Tropes appearing in this novel:

  • Antiquated Linguistics: As with the majority of the author's fantasy works, the prose is thick with flowery language.
  • Because You Were Nice to Me: The witch Ziroonderel helps Alveric on his quest because he didn't recoil in terror when she showed him her true form.
  • Be Careful What You Wish For: The parliament of men of Erl wanting to have a "magic lord".
  • BFS / Cool Sword: The book features both a subversion and a straight example. Alveric's father's sword is pretty huge (and pretty sharp, as noted by Alveric later on), but it's rendered useless against the enchanted trees and the magic weapons of Elfland. His magical black sword is much shorter but utterly useful against said weapons and enchanted trees. It proves so useful indeed that it's the main reason Alveric could not find Elfland for long years after the beginning of his quest to find it once again. The king of Elfland is well aware of its power, and uses his magic to render any attempt to find or enter Elfland with such a sword impossible. Alveric's father's sword is eventually used by his son Orion when hunting for the unicorn and it proves capable of parrying the unicorn's deathly horn.
  • Everyone Calls Him "Barkeep": The Lord of Erl and the King of Elfland are only ever referred to as such.
  • The Fair Folk: The eponymous princess never quite understands the ways and laws of life in the lands we know. They also feature in several other works.
  • Fantastic Religious Weirdness: The various ways the Church has adapted or failed to adapt to its interactions with various mythical folk.
  • Half-Human Hybrid: Lirazel and Alveric's son, Orion.
  • I Want My Beloved to Be Happy: It's implied that the old witch Ziroonderel has feelings for Alveric, but she aids him in his pursuit of Lirazel nonetheless.
  • Meaningful Name: Alveric can be translated as "elf ruler".
  • Magic is Evil: Debated.
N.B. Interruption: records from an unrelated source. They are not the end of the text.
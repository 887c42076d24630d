//! Error types for the Chorus framework.
//!
//! | Error | Raised by | Effect |
//! |-------|-----------|--------|
//! | [`ConfigError`] | tree loading | fatal for the tree being loaded |
//! | [`ResolutionError`] | context resolution | one alias or one subtree is skipped |
//! | [`ListenerError`] | plugin entry points | logged, optional failure notice |
//! | [`InitError`] / [`ShutdownError`] | plugin lifecycle | logged, other plugins unaffected |

use std::fmt;

use thiserror::Error;
use tower::BoxError;

/// Errors raised while loading a scope tree.
#[derive(Debug, Error)]
pub enum ConfigError {
    /// No factory is registered for a plugin type.
    #[error("unknown plugin type '{plugin}' in scope '{node}'")]
    UnknownPlugin {
        /// The requested plugin type.
        plugin: String,
        /// Label of the scope node declaring it.
        node: String,
    },

    /// A plugin rejected its configuration payload.
    #[error("invalid configuration for listener '{name}' ({plugin}): {source}")]
    Plugin {
        /// Plugin type.
        plugin: String,
        /// Listener instance name.
        name: String,
        /// Underlying error.
        #[source]
        source: BoxError,
    },

    /// A selector attribute is an empty string.
    #[error("empty '{attribute}' attribute in scope '{node}'")]
    EmptyAttribute {
        /// Label of the scope node.
        node: String,
        /// Attribute name.
        attribute: &'static str,
    },

    /// An alias set declares the same name twice.
    #[error("duplicate alias '{alias}' for listener '{listener}'")]
    DuplicateAlias {
        /// Listener instance name.
        listener: String,
        /// The repeated alias.
        alias: String,
    },

    /// An alias is empty or contains whitespace at its edges.
    #[error("invalid alias '{alias}' for listener '{listener}'")]
    InvalidAlias {
        /// Listener instance name.
        listener: String,
        /// The rejected alias.
        alias: String,
    },

    /// Any other invalid configuration.
    #[error("{0}")]
    Invalid(String),
}

impl ConfigError {
    /// Creates a generic configuration error.
    pub fn invalid(msg: impl Into<String>) -> Self {
        Self::Invalid(msg.into())
    }
}

/// Result type for tree loading.
pub type ConfigResult<T> = Result<T, ConfigError>;

/// Recoverable problems found while resolving a context.
#[derive(Debug, Clone, PartialEq, Eq, Error)]
pub enum ResolutionError {
    /// Several plugin identities claim the same alias; the alias is dropped.
    #[error("alias '{alias}' is claimed by {}", .listeners.join(", "))]
    AliasCollision {
        /// The contested alias.
        alias: String,
        /// Identities claiming it, in declaration order.
        listeners: Vec<String>,
    },

    /// A child selector contradicts its parent; the subtree is skipped.
    #[error("scope '{node}' sets {attribute}='{child}' inside a parent requiring '{parent}'")]
    InvalidSelector {
        /// Label of the offending node.
        node: String,
        /// The conflicting attribute.
        attribute: &'static str,
        /// The parent's value.
        parent: String,
        /// The child's value.
        child: String,
    },
}

// =============================================================================
// Plugin errors
// =============================================================================

macro_rules! plugin_error {
    ($(#[$meta:meta])* $name:ident) => {
        $(#[$meta])*
        #[derive(Debug, Error)]
        #[error("{message}")]
        pub struct $name {
            message: String,
            #[source]
            source: Option<BoxError>,
        }

        impl $name {
            /// Creates an error with a message only.
            pub fn new(message: impl Into<String>) -> Self {
                Self {
                    message: message.into(),
                    source: None,
                }
            }

            /// Creates an error wrapping an underlying cause.
            pub fn with_source(message: impl Into<String>, source: impl Into<BoxError>) -> Self {
                Self {
                    message: message.into(),
                    source: Some(source.into()),
                }
            }

            /// The error message without its cause.
            pub fn message(&self) -> &str {
                &self.message
            }
        }
    };
}

plugin_error!(
    /// Raised by `on_command` / `on_message`, or a panic caught at the dispatch boundary.
    ListenerError
);

plugin_error!(
    /// Raised by a plugin's `init`.
    InitError
);

plugin_error!(
    /// Raised by a plugin's `stop`.
    ShutdownError
);

impl ListenerError {
    /// Wraps a caught panic payload.
    pub fn panic(payload: &(dyn std::any::Any + Send)) -> Self {
        let detail = if let Some(s) = payload.downcast_ref::<&str>() {
            (*s).to_string()
        } else if let Some(s) = payload.downcast_ref::<String>() {
            s.clone()
        } else {
            "non-string panic payload".to_string()
        };
        Self::new(format!("listener panicked: {detail}"))
    }
}

/// Result type for listener entry points.
pub type ListenerResult<T> = Result<T, ListenerError>;

/// Converts foreign errors into [`ListenerError`]s with a message.
pub trait ListenerResultExt<T> {
    /// Wraps the error with `message` as context.
    fn listener_context(self, message: impl fmt::Display) -> ListenerResult<T>;
}

impl<T, E> ListenerResultExt<T> for Result<T, E>
where
    E: Into<BoxError>,
{
    fn listener_context(self, message: impl fmt::Display) -> ListenerResult<T> {
        self.map_err(|e| ListenerError::with_source(message.to_string(), e))
    }
}

#[cfg(test)]
mod tests {
    use super::*;
    use std::error::Error as _;

    #[test]
    fn test_listener_error_source_chain() {
        let io = std::io::Error::other("pipe closed");
        let err: ListenerResult<()> = Err(io).listener_context("failed to start process");
        let err = err.unwrap_err();
        assert_eq!(err.to_string(), "failed to start process");
        assert_eq!(err.source().map(|s| s.to_string()).as_deref(), Some("pipe closed"));
    }

    #[test]
    fn test_panic_payloads() {
        let owned: Box<dyn std::any::Any + Send> = Box::new(String::from("boom"));
        assert_eq!(
            ListenerError::panic(owned.as_ref()).message(),
            "listener panicked: boom"
        );
        let other: Box<dyn std::any::Any + Send> = Box::new(7u8);
        assert!(ListenerError::panic(other.as_ref()).message().contains("non-string"));
    }

    #[test]
    fn test_collision_display() {
        let err = ResolutionError::AliasCollision {
            alias: "ping".into(),
            listeners: vec!["a".into(), "b".into()],
        };
        assert_eq!(err.to_string(), "alias 'ping' is claimed by a, b");
    }
}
The Freer demands that Lirazel forsake her magical, and therefor unChristian, heritage. Also, when the magic of Elfland starts seeping into the fields we know, many people are terrified. When they go to Ziroonderel for a "spell against magic," she flatly refuses, saying essentially that magic is all that makes life worth living, though the magic Ziroonderel extols might seem mundane to us. Ultimately, magic isn't evil, it's just unearthly.
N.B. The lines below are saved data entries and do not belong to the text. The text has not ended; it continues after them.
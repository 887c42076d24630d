//! Configuration module for the Chorus runtime.
//!
//! This module provides layered configuration loading (files, environment,
//! programmatic overrides) and validation for logging, the runtime pipeline,
//! command policies, admins, shared resources and the scope tree.

pub mod error;
pub mod loader;
pub mod schema;
pub mod validation;

pub use error::{ConfigError, ConfigResult};
pub use loader::{ConfigLoader, Profile, load_config, load_config_from_file};
pub use schema::{
    ChorusConfig, DispatchConfig, LogFormat, LogLevel, LogOutput, LoggingConfig, NetworkConfig,
    RuntimeConfig, SpanEventConfig,
};
pub use validation::validate_config;
//! Listeners shipped with the framework.
//!
//! Registered by [`PluginRegistry::with_builtins`](crate::plugin::PluginRegistry::with_builtins).

mod help;

pub use help::HelpListener;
  • Our Trolls Are Different: The small, mischievous kind.
  • Reality Bleed: First, trolls and other denizens of Elfland begin to intrude in Erl, then a unicorn is spotted. In the end, the King uses his third spell to expand Elfland's reality and makes Erl part of it.
  • Religion is Magic: Inverted. Religion is Anti-Magic.
  • Thunderbolt Iron: Alveric's sword.
  • Unbuilt Trope: The Prince marries the Princess of Elfland midway through the novel and it is an unmitigated disaster.
  • Unicorn: Orion grows up to be an expert hunter and even captures a unicorn, which makes the men of Erl rejoice as they believe this confirms they are finally ruled by a "magic lord" as they requested.
  • Wicked Witch: Subverted with Ziroonderel, whose heart seems to soften after she meets Alveric.